Une simple bâtisse abrite les machines de pressage de cassettes et de
pochettes (souvent fignolées à la main), les bureaux, le magasin et
l’accueil de Mali K7, la maison de disques du célèbre Ali Farka Touré,
de Lobi Traoré ou encore de Neba Solo.
Un
vieux poste crachotte un hit d’Alpha Blondy, repris par la personne
de l’accueil, occupée à découper des pochettes de cassettes, sous des
posters d’Oumou Sangare. A 850F CFA la cassette (soit 8,50 francs, 1,30
euros ), il faut faire simple et efficace. Depuis 1992, les prix n’ont
pas bougé malgré la déflation du franc CFA et l’augmentation du prix
des matières premières (courant électrique, papier).
De
l’autre côté de la route, s’échappent les mélopées électro-traditionnelles
de Moussa Koné (guitariste d’Ali Farka Touré) qui répète avec Issa Bagayogo,
au Studio Bogolan, le studio de Mali K7 monté par Philippe Berthier.
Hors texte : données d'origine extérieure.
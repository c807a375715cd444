//! Command-line overrides, layered over every other config source
//!
//! Unset fields are skipped when serialized so they never mask a value from
//! a lower layer.

use serde::Serialize;
use std::path::PathBuf;

use super::WorkSource;

#[derive(Debug, Default, Clone, Serialize)]
pub struct ConfigOverrides {
    pub workload: WorkloadOverrides,
    pub experiment: ExperimentOverrides,
    #[serde(skip_serializing_if = "Option::is_none", rename = "results")]
    pub results_dir: Option<ResultsDir>,
}

#[derive(Debug, Default, Clone, Serialize)]
pub struct WorkloadOverrides {
    #[serde(skip_serializing_if = "Option::is_none")]
    pub source: Option<WorkSource>,
    #[serde(skip_serializing_if = "Option::is_none")]
    pub input_dir: Option<PathBuf>,
    #[serde(skip_serializing_if = "Option::is_none")]
    pub count: Option<usize>,
    #[serde(skip_serializing_if = "Option::is_none")]
    pub output_dir: Option<PathBuf>,
}

#[derive(Debug, Default, Clone, Serialize)]
pub struct ExperimentOverrides {
    #[serde(skip_serializing_if = "Option::is_none")]
    pub threads: Option<usize>,
    #[serde(skip_serializing_if = "Option::is_none")]
    pub processes: Option<usize>,
    #[serde(skip_serializing_if = "Option::is_none")]
    pub pool_workers: Option<usize>,
    #[serde(skip_serializing_if = "Option::is_none")]
    pub permits: Option<usize>,
    #[serde(skip_serializing_if = "Vec::is_empty")]
    pub only: Vec<String>,
}

#[derive(Debug, Clone, Serialize)]
pub struct ResultsDir {
    pub dir: PathBuf,
}

impl ConfigOverrides {
    /// Point the results section at `dir`.
    pub fn results_in(mut self, dir: Option<PathBuf>) -> Self {
        self.results_dir = dir.map(|dir| ResultsDir { dir });
        self
    }
}
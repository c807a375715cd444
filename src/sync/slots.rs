//! In-process exclusive and bounded guards
//!
//! Both are the same machine: `capacity` slots behind one state mutex.
//! A claimer takes a free slot immediately when nobody is queued. Otherwise
//! it queues behind earlier waiters and parks on its own condition variable.
//! A release with waiters queued hands the slot straight to the oldest
//! waiter and wakes only that waiter, so service is FIFO and no waiter can
//! be overtaken indefinitely.

use std::collections::{HashMap, VecDeque};
use std::sync::atomic::{AtomicU64, Ordering};
use std::sync::{Arc, Condvar, Mutex, MutexGuard, PoisonError};
use std::time::Instant;

use super::error::SyncError;
use super::guard::{Guard, GuardKind, GuardStats, Ticket};

#[derive(Debug)]
struct Waiter {
    ticket: Ticket,
    wake: Arc<Condvar>,
}

#[derive(Debug, Default)]
struct SlotState {
    /// Held tickets and when each hold started.
    held: HashMap<Ticket, Instant>,
    queue: VecDeque<Waiter>,
    stats: GuardStats,
}

/// Exclusive (one slot) or bounded (N slots) in-process guard.
#[derive(Debug)]
pub struct SlotGuard {
    kind: GuardKind,
    capacity: usize,
    next_ticket: AtomicU64,
    state: Mutex<SlotState>,
}

impl SlotGuard {
    /// Mutual exclusion: at most one holder.
    pub fn exclusive() -> Self {
        Self::with_capacity(GuardKind::Exclusive, 1)
    }

    /// Counting semaphore: at most `permits` holders.
    pub fn bounded(permits: usize) -> Result<Self, SyncError> {
        if permits < 1 {
            return Err(SyncError::InvalidConfig(format!(
                "bounded guard needs at least 1 permit, got {permits}"
            )));
        }
        Ok(Self::with_capacity(GuardKind::Bounded, permits))
    }

    fn with_capacity(kind: GuardKind, capacity: usize) -> Self {
        Self {
            kind,
            capacity,
            next_ticket: AtomicU64::new(1),
            state: Mutex::new(SlotState::default()),
        }
    }

    // No user code ever runs under the state mutex, so a poisoned lock
    // still guards consistent state.
    fn lock_state(&self) -> MutexGuard<'_, SlotState> {
        self.state.lock().unwrap_or_else(PoisonError::into_inner)
    }

    /// Claim a slot, blocking until one is granted. Never fails.
    pub fn claim(&self) -> Ticket {
        let ticket = Ticket(self.next_ticket.fetch_add(1, Ordering::Relaxed));
        let mut state = self.lock_state();

        if state.queue.is_empty() && state.held.len() < self.capacity {
            state.held.insert(ticket, Instant::now());
            state.stats.record_occupied();
            state.stats.record_grant(None);
            tracing::trace!("{} guard: {} claimed immediately", self.kind, ticket);
            return ticket;
        }

        let started = Instant::now();
        let wake = Arc::new(Condvar::new());
        state.queue.push_back(Waiter {
            ticket,
            wake: Arc::clone(&wake),
        });
        tracing::trace!(
            "{} guard: {} queued behind {} waiter(s)",
            self.kind,
            ticket,
            state.queue.len() - 1
        );

        // The releaser inserts our ticket into `held` before waking us;
        // anything else is a spurious wakeup.
        while !state.held.contains_key(&ticket) {
            state = wake.wait(state).unwrap_or_else(PoisonError::into_inner);
        }

        let waited = started.elapsed();
        state.stats.record_grant(Some(waited));
        tracing::trace!("{} guard: {} granted after {:?}", self.kind, ticket, waited);
        ticket
    }

    /// Free `ticket`'s slot. Returns `false` if it was not held.
    fn vacate(&self, ticket: Ticket) -> bool {
        let mut state = self.lock_state();
        let Some(since) = state.held.remove(&ticket) else {
            return false;
        };
        let now = Instant::now();

        match state.queue.pop_front() {
            Some(next) => {
                // Occupancy is unchanged, the slot moves to `next`.
                state.stats.record_handoff(now.duration_since(since));
                state.held.insert(next.ticket, now);
                next.wake.notify_one();
            }
            None => state.stats.record_vacated(now.duration_since(since)),
        }
        true
    }

    /// Run `work` under a slot. The slot is freed on every exit path.
    pub fn with_slot<R>(&self, work: impl FnOnce() -> R) -> R {
        struct Vacate<'a> {
            guard: &'a SlotGuard,
            ticket: Ticket,
        }
        impl Drop for Vacate<'_> {
            fn drop(&mut self) {
                self.guard.vacate(self.ticket);
            }
        }

        let _slot = Vacate {
            guard: self,
            ticket: self.claim(),
        };
        work()
    }

    /// Slots held right now.
    pub fn holders(&self) -> usize {
        self.lock_state().held.len()
    }

    /// Claimers currently blocked.
    pub fn waiting(&self) -> usize {
        self.lock_state().queue.len()
    }

    pub fn snapshot(&self) -> GuardStats {
        self.lock_state().stats
    }
}

impl Guard for SlotGuard {
    fn kind(&self) -> GuardKind {
        self.kind
    }

    fn capacity(&self) -> usize {
        self.capacity
    }

    fn acquire(&self) -> Result<Ticket, SyncError> {
        Ok(self.claim())
    }

    fn release(&self, ticket: Ticket) -> Result<(), SyncError> {
        if self.vacate(ticket) {
            Ok(())
        } else {
            Err(SyncError::not_held(ticket))
        }
    }

    fn stats(&self) -> Result<GuardStats, SyncError> {
        Ok(self.snapshot())
    }
}

#[cfg(test)]
mod tests {
    use super::*;
    use crate::sync::guard::GuardExt;
    use std::sync::atomic::AtomicUsize;
    use std::thread;
    use std::time::Duration;

    #[test]
    fn test_bounded_rejects_zero_permits() {
        let err = SlotGuard::bounded(0).unwrap_err();
        assert!(matches!(err, SyncError::InvalidConfig(_)));
        assert!(err.is_programming_error());
    }

    #[test]
    fn test_uncontended_acquire_release() {
        let guard = SlotGuard::exclusive();
        let ticket = guard.acquire().unwrap();
        assert_eq!(guard.holders(), 1);
        guard.release(ticket).unwrap();

        let stats = guard.snapshot();
        assert_eq!(stats.acquisitions, 1);
        assert_eq!(stats.contended, 0);
        assert_eq!(stats.wait_ns, 0);
        assert_eq!(stats.holders, 0);
    }

    #[test]
    fn test_double_release_is_rejected() {
        let guard = SlotGuard::exclusive();
        let ticket = guard.acquire().unwrap();
        guard.release(ticket).unwrap();

        let err = guard.release(ticket).unwrap_err();
        assert!(matches!(err, SyncError::InvalidState { .. }));
    }

    #[test]
    fn test_foreign_ticket_does_not_free_holder() {
        let guard = SlotGuard::bounded(2).unwrap();
        let mine = guard.acquire().unwrap();

        assert!(guard.release(Ticket(mine.id() + 100)).is_err());
        assert_eq!(guard.holders(), 1);
        guard.release(mine).unwrap();
    }

    #[test]
    fn test_release_hands_slot_to_waiter() {
        let guard = Arc::new(SlotGuard::exclusive());
        let first = guard.acquire().unwrap();

        let waiter = {
            let guard = Arc::clone(&guard);
            thread::spawn(move || {
                let ticket = guard.acquire().unwrap();
                guard.release(ticket).unwrap();
            })
        };

        while guard.waiting() == 0 {
            thread::sleep(Duration::from_millis(1));
        }
        thread::sleep(Duration::from_millis(10));
        guard.release(first).unwrap();
        waiter.join().unwrap();

        let stats = guard.snapshot();
        assert_eq!(stats.acquisitions, 2);
        assert_eq!(stats.contended, 1);
        assert!(stats.wait_ns >= 10_000_000);
        assert_eq!(stats.peak_holders, 1);
        assert_eq!(stats.holders, 0);
    }

    #[test]
    fn test_waiters_are_served_in_arrival_order() {
        let guard = Arc::new(SlotGuard::exclusive());
        let order = Arc::new(Mutex::new(Vec::new()));
        let first = guard.acquire().unwrap();

        let mut handles = Vec::new();
        for id in 0..4 {
            let worker_guard = Arc::clone(&guard);
            let order = Arc::clone(&order);
            handles.push(thread::spawn(move || {
                worker_guard
                    .scoped(|| order.lock().unwrap().push(id))
                    .unwrap();
            }));
            // Queue them one at a time so arrival order is known.
            while guard.waiting() < id + 1 {
                thread::sleep(Duration::from_millis(1));
            }
        }

        guard.release(first).unwrap();
        for handle in handles {
            handle.join().unwrap();
        }
        assert_eq!(*order.lock().unwrap(), vec![0, 1, 2, 3]);
    }

    #[test]
    fn test_bounded_never_exceeds_permits() {
        let guard = Arc::new(SlotGuard::bounded(3).unwrap());
        let live = Arc::new(AtomicUsize::new(0));
        let max_seen = Arc::new(AtomicUsize::new(0));

        let handles: Vec<_> = (0..16)
            .map(|_| {
                let guard = Arc::clone(&guard);
                let live = Arc::clone(&live);
                let max_seen = Arc::clone(&max_seen);
                thread::spawn(move || {
                    for _ in 0..20 {
                        guard.with_slot(|| {
                            let now = live.fetch_add(1, Ordering::SeqCst) + 1;
                            max_seen.fetch_max(now, Ordering::SeqCst);
                            thread::yield_now();
                            live.fetch_sub(1, Ordering::SeqCst);
                        });
                    }
                })
            })
            .collect();
        for handle in handles {
            handle.join().unwrap();
        }

        assert!(max_seen.load(Ordering::SeqCst) <= 3);
        let stats = guard.snapshot();
        assert_eq!(stats.acquisitions, 16 * 20);
        assert!(stats.peak_holders <= 3);
        assert_eq!(stats.holders, 0);
    }

    #[test]
    fn test_with_slot_releases_on_panic() {
        let guard = Arc::new(SlotGuard::exclusive());
        let result = {
            let guard = Arc::clone(&guard);
            thread::spawn(move || guard.with_slot(|| panic!("work failed"))).join()
        };
        assert!(result.is_err());
        assert_eq!(guard.holders(), 0);

        // Still usable afterwards.
        guard.with_slot(|| ());
        assert_eq!(guard.snapshot().acquisitions, 2);
    }
}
Depuis une quinzaine d’années, ce Lyonnais a vu la production musicale
du pays évoluer. Plusieurs studios se sont construits. Des producteurs
maliens et étrangers sont arrivés. De plus, un bureau de droits d’auteurs
affilié à la SACEM (Société française des Auteurs, Compositeurs et Editeurs
de Musique) a été créé. Mais les acteurs du marché musical ne reçoivent
toujours aucune aide à la production.
Si la société ne produit aujourd’hui que six à sept albums par an, elle
distribue en revanche tous les artistes maliens (soit une vingtaine
de nouveaux albums chaque mois), et fournit aux marchés, les albums
des stars étrangères du moment (Janet Jackson ou Mariah Carey, Whitney
Houston) dont il assure la distribution locale.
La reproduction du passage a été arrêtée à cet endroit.